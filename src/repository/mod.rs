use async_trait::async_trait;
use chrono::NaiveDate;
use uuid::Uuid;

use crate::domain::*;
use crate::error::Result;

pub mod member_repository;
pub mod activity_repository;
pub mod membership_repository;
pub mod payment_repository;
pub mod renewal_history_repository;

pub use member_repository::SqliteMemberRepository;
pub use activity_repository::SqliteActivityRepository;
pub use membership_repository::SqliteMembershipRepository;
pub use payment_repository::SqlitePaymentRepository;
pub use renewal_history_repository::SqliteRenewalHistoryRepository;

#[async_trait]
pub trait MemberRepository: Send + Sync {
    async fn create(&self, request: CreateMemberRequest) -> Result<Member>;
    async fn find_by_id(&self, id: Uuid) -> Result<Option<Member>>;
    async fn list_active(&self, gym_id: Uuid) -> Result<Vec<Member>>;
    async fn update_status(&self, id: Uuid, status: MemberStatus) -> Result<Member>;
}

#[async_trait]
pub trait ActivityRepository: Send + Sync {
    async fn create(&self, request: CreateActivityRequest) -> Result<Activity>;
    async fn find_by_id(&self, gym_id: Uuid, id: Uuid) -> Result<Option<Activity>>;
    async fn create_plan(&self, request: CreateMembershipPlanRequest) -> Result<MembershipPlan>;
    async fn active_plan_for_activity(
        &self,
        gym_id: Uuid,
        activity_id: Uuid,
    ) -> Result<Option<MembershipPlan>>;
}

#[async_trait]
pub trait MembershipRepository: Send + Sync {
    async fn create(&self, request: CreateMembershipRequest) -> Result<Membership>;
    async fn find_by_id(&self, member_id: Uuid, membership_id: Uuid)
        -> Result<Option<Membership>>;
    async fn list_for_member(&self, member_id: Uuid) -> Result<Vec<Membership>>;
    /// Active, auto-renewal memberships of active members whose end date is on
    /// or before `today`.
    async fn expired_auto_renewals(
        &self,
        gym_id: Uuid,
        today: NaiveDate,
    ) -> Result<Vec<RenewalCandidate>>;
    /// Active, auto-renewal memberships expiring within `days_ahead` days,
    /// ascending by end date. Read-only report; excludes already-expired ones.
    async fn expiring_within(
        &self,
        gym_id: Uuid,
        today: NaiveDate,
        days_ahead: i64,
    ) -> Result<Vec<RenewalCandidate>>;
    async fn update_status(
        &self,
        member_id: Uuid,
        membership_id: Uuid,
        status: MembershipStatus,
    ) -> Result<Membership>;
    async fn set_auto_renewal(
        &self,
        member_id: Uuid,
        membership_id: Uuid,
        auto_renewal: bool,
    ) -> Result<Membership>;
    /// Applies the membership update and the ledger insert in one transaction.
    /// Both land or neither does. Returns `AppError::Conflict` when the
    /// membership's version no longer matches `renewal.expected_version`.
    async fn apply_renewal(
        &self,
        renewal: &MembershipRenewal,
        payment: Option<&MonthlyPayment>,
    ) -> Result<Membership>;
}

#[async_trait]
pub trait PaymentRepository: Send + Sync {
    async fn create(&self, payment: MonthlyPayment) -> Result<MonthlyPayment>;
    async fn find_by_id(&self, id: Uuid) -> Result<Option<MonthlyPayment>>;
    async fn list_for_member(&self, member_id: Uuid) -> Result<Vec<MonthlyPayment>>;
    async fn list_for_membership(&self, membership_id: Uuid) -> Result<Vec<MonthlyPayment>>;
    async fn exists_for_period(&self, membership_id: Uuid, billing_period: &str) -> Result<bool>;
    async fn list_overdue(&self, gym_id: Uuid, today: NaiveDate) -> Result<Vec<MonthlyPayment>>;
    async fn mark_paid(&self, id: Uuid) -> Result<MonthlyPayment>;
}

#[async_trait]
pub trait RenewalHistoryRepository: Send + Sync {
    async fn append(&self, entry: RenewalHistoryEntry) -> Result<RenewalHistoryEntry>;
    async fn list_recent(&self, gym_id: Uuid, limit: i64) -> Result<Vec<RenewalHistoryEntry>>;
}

## ASSIGNMENT
Using the material above, work out how many lines contain the string "bool". Give the number only.

## TASK RESPONSE
2